Taq polymerases are commonly contaminated by bacterial DNA. This is a problem in PCR based bacterial typing and detection as it might cause false positive results. The unique properties of dsDNase make it suited for removal of contaminating DNA from PCR master mixes prior to addition of DNA template.
In figure 1, a PCR master mix was treated with different amounts of dsDNase before performing a qPCR to measure the contaminating bacterial DNA in the master mix. ArcticZymes dsDNase effectively removed contaminating DNA below known levels of the assay detection limits.

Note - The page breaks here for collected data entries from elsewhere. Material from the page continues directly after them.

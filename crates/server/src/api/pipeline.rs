//! Pipeline control and ingest endpoints.

use axum::{
    extract::State,
    http::StatusCode,
    response::{IntoResponse, Response},
    Json,
};
use chrono::{DateTime, Utc};
use serde::{Deserialize, Serialize};
use std::sync::Arc;

use helmwatch_core::{
    admission::Suppression,
    detect::{Detection, Frame, Severity, ViolationEvent},
    AdmitOutcome, OrchestratorError, StatusSnapshot,
};

use crate::state::AppState;

#[derive(Debug, Serialize)]
pub struct ErrorResponse {
    pub error: String,
}

#[derive(Debug, Serialize)]
pub struct StateResponse {
    pub state: String,
}

fn orchestrator_error(e: OrchestratorError) -> Response {
    let status = match e {
        OrchestratorError::InvalidTransition { .. } | OrchestratorError::NotAccepting { .. } => {
            StatusCode::CONFLICT
        }
        OrchestratorError::Internal(_) => StatusCode::INTERNAL_SERVER_ERROR,
    };
    (status, Json(ErrorResponse { error: e.to_string() })).into_response()
}

fn state_response(state: &Arc<AppState>) -> Response {
    Json(StateResponse {
        state: state.orchestrator().state().as_str().to_string(),
    })
    .into_response()
}

pub async fn start(State(state): State<Arc<AppState>>) -> Response {
    match state.orchestrator().start().await {
        Ok(()) => state_response(&state),
        Err(e) => orchestrator_error(e),
    }
}

pub async fn pause(State(state): State<Arc<AppState>>) -> Response {
    match state.orchestrator().pause().await {
        Ok(()) => state_response(&state),
        Err(e) => orchestrator_error(e),
    }
}

pub async fn resume(State(state): State<Arc<AppState>>) -> Response {
    match state.orchestrator().resume().await {
        Ok(()) => state_response(&state),
        Err(e) => orchestrator_error(e),
    }
}

pub async fn stop(State(state): State<Arc<AppState>>) -> Response {
    match state.orchestrator().stop().await {
        Ok(()) => state_response(&state),
        Err(e) => orchestrator_error(e),
    }
}

pub async fn status(State(state): State<Arc<AppState>>) -> Json<StatusSnapshot> {
    Json(state.orchestrator().status().await)
}

/// Externally detected violation, admitted through the same gate as
/// frame-path detections.
#[derive(Debug, Deserialize)]
pub struct SubmitViolationRequest {
    pub device_id: String,
    /// Defaults to the server's current time.
    #[serde(default)]
    pub timestamp: Option<DateTime<Utc>>,
    #[serde(default)]
    pub detections: Vec<Detection>,
    pub person_count: usize,
    pub violation_count: usize,
    pub severity: Severity,
    #[serde(default)]
    pub summary: Option<String>,
}

#[derive(Debug, Serialize)]
pub struct SubmitViolationResponse {
    pub report_id: String,
}

#[derive(Debug, Serialize)]
pub struct SuppressedResponse {
    pub suppressed: Suppression,
}

pub async fn submit_violation(
    State(state): State<Arc<AppState>>,
    Json(request): Json<SubmitViolationRequest>,
) -> Response {
    let summary = request.summary.unwrap_or_else(|| {
        format!(
            "{} of {} people missing protective equipment",
            request.violation_count, request.person_count
        )
    });
    let event = ViolationEvent {
        device_id: request.device_id,
        timestamp: request.timestamp.unwrap_or_else(Utc::now),
        detections: request.detections,
        person_count: request.person_count,
        violation_count: request.violation_count,
        severity: request.severity,
        summary,
    };

    match state.orchestrator().submit(event).await {
        Ok(AdmitOutcome::Admitted { report_id }) => {
            (StatusCode::ACCEPTED, Json(SubmitViolationResponse { report_id }))
                .into_response()
        }
        Ok(AdmitOutcome::Suppressed(suppressed)) => (
            StatusCode::TOO_MANY_REQUESTS,
            Json(SuppressedResponse { suppressed }),
        )
            .into_response(),
        Ok(AdmitOutcome::Rejected { queue_capacity }) => (
            StatusCode::SERVICE_UNAVAILABLE,
            Json(ErrorResponse {
                error: format!("queue at capacity ({})", queue_capacity),
            }),
        )
            .into_response(),
        Err(e) => orchestrator_error(e),
    }
}

/// Frame with detections from an inference sidecar, pushed into the
/// detection source for rule evaluation.
#[derive(Debug, Deserialize)]
pub struct IngestFrameRequest {
    pub device_id: String,
    #[serde(default)]
    pub captured_at: Option<DateTime<Utc>>,
    pub detections: Vec<Detection>,
    /// Raw image bytes; optional, the snapshot is skipped without them.
    #[serde(default)]
    pub image: Vec<u8>,
    #[serde(default)]
    pub width: u32,
    #[serde(default)]
    pub height: u32,
}

#[derive(Debug, Serialize)]
pub struct IngestFrameResponse {
    pub accepted: bool,
}

pub async fn ingest_frame(
    State(state): State<Arc<AppState>>,
    Json(request): Json<IngestFrameRequest>,
) -> Response {
    let frame = Frame {
        device_id: request.device_id,
        captured_at: request.captured_at.unwrap_or_else(Utc::now),
        data: request.image,
        width: request.width,
        height: request.height,
    };
    let accepted = state.frames().push(frame, request.detections);
    let status = if accepted {
        StatusCode::ACCEPTED
    } else {
        StatusCode::SERVICE_UNAVAILABLE
    };
    (status, Json(IngestFrameResponse { accepted })).into_response()
}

The dsDNase from Arctic shrimp (Pandalus borealis) is recombinantly produced in Pichia pastoris. It cleaves phosphodiester linkages in DNA to yield oligonucleotides with 5’-phosphate and 3’-hydroxyl termini.
The specific activity is estimated to be 30 times higher than that of bovine DNase I. In the presence of magnesium as only divalent cation and using oligos as a substrate, the activity towards dsDNA is 5000-fold higher than towards ssDNA.
The unique double strand-specificity allows specific degradation of dsDNA while leaving shorter ssDNA as primers and probes essentially intact. Easy inactivation by moderate heat (65°C) allows addition of DNA intended for analysis directly after removal of contaminating DNA.
Workflow – Decontamination of PCR master mixes

Recommended applications:
Key advantages with dsDNase:
- Double-strand DNA specific endonuclease
- High specific activity
- Can be heat-inactivated by moderate heat treatment (65°C for 15 minutes)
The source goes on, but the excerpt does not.